Green Lights: The New Bathroom Mirror
or, "Is He Gonna Go Or Not?"
Call me crazy, but I was under the impression that when you're in the CAR, you're supposed to be DRIVING.
Now, I won't even get into the tired discussion about whether people need to be using cellphones, carrying three unrestrained Boston Terriers, and having sex in the front seat while driving. That's up to you. That's your ass on the line. But when I'm sitting behind someone in a twelve-foot-wide Volvo wagon at 4:51 pm. on my way to work and they're SITTING at a GREEN LIGHT doing god-knows-what, then I get a little annoyed. You know how it is.
It's inevitable. You know as well as I that it only happens on the day you're late for work and you only have one or maybe two more late days you KNOW you can get away with, depending on the manager, and in three more lights you can be there. So what do you do?
I'm stepping on it, pushing my 1984 Buick Electra with massive manly V8 power past, through and over pussy little SUVs, flipping  people off, roaring through yellow lights, swerving to avoid cops on bicycles, etc. The usual "hi-ho, hi-ho, off to work I go," drill...
Then it happens. The light. One car ahead of me.
The Volvo wagon. Maybe a Jeep Cherokee. Maybe a Focus with a jesusfish decal on the back bumper. In any case, the person inside
IS ABSOLUTELY, without the SHADOW OF A DOUBT,
COLORBLIND!

"Please go," I say nicely, smiling into their rearview mirror. "The light is green. I swear to god that's green."
But no, noooo. They're just sitting there. The light has been red for two, maybe three years, but it's changed to a green greener than the greeny greens of Ireland. If there were four lanes of traffic it might help, because this person is apparently one of those cow-types who can't manage to step on the gas unless someone beside him goes first.
So what's he doing in there?
Sometimes I watch when I'm not lying on the horn or beating my head against the driver's side window. Sometimes they're doing what I call the "Bathroom Mirror" activities: staring off into space, using the rearview mirror to put on mascara, picking at his face, idly rubbing his goatee, picking his nose, or scratching his hair in that endless mule-like way that says he could just scratch himself all day.
"Do you see my car?" I scream at his rear bumper. "This is a drug-dealer's car! Do you see my whitewall tires, you motherfucker? I run over children with this car!! Do you know what complimentary colors are, you freaking moron?"

Will you take a quick test for me?
The following is a one-question driving test. If you pass this, you are allowed to drive.

Which of the boxes below is green?
Did you pick the correct box? If you picked the box on the left, congratulations! You are as smart as the people in my town!

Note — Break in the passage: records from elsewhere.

//! Migration of legacy pdf/ps link fields to `file` triples.

use std::sync::Arc;

use tracing::{debug, info};

use crate::actions::FILE_FIELD;
use crate::database::{BibEntry, ParsedDatabase};
use crate::error::ActionError;
use crate::pipeline::PostOpenAction;
use crate::prompt::{PromptResponse, Prompter, UserPrompt};
use crate::registry::DatabaseHandle;

/// Fields from the old external-file handling, superseded by `file` triples.
pub const LEGACY_LINK_FIELDS: [&str; 2] = ["pdf", "ps"];

fn needs_migration(entry: &BibEntry) -> bool {
    !entry.has_field(FILE_FIELD)
        && LEGACY_LINK_FIELDS
            .iter()
            .any(|field| entry.has_field(field))
}

/// Rewrites legacy `pdf`/`ps` link fields into `file` triples once the user
/// confirms. Declining leaves the entries untouched.
pub struct MigrateLegacyFileLinks {
    prompter: Arc<dyn Prompter>,
}

impl MigrateLegacyFileLinks {
    pub fn new(prompter: Arc<dyn Prompter>) -> Self {
        Self { prompter }
    }
}

impl PostOpenAction for MigrateLegacyFileLinks {
    fn name(&self) -> &'static str {
        "migrate_legacy_file_links"
    }

    fn is_necessary(&self, parsed: &ParsedDatabase) -> bool {
        parsed.database.entries().iter().any(needs_migration)
    }

    fn apply(&self, handle: &DatabaseHandle, parsed: &ParsedDatabase) -> Result<(), ActionError> {
        let affected = parsed
            .database
            .entries()
            .iter()
            .filter(|entry| needs_migration(entry))
            .count();
        let prompt = UserPrompt::LegacyFileLinks {
            path: handle.source().path().to_path_buf(),
            entry_count: affected,
        };
        if self.prompter.ask(&prompt) == PromptResponse::Abort {
            debug!(path = %handle.source(), "legacy file-link migration declined");
            return Ok(());
        }

        let migrated = handle.with_database(|database| {
            let mut migrated = 0usize;
            for entry in database.entries_mut() {
                if !needs_migration(entry) {
                    continue;
                }
                let mut links = Vec::new();
                for field in LEGACY_LINK_FIELDS {
                    if let Some(path) = entry.remove_field(field) {
                        links.push(format!(":{path}:{}", field.to_uppercase()));
                    }
                }
                if !links.is_empty() {
                    entry.set_field(FILE_FIELD, links.join(";"));
                    migrated += 1;
                }
            }
            migrated
        });
        if migrated > 0 {
            handle.mark_dirty();
            info!(path = %handle.source(), migrated, "migrated legacy file links");
        }
        Ok(())
    }
}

There's something aggravating about watching my digital car-clock flip from 4:53 to 4:54, waiting for "Owner of a Lonely Heart" to end on the radio so something GOOD has a chance to come on, smelling the fragrant scent of hi-emission cars pooting exhaust around me, and staring at the license plate of the Cherry-red Focus in front of me, willing it to move
by the power of my mind. Of course, all these red Focusi around may have been bought by people who thought they were buying green.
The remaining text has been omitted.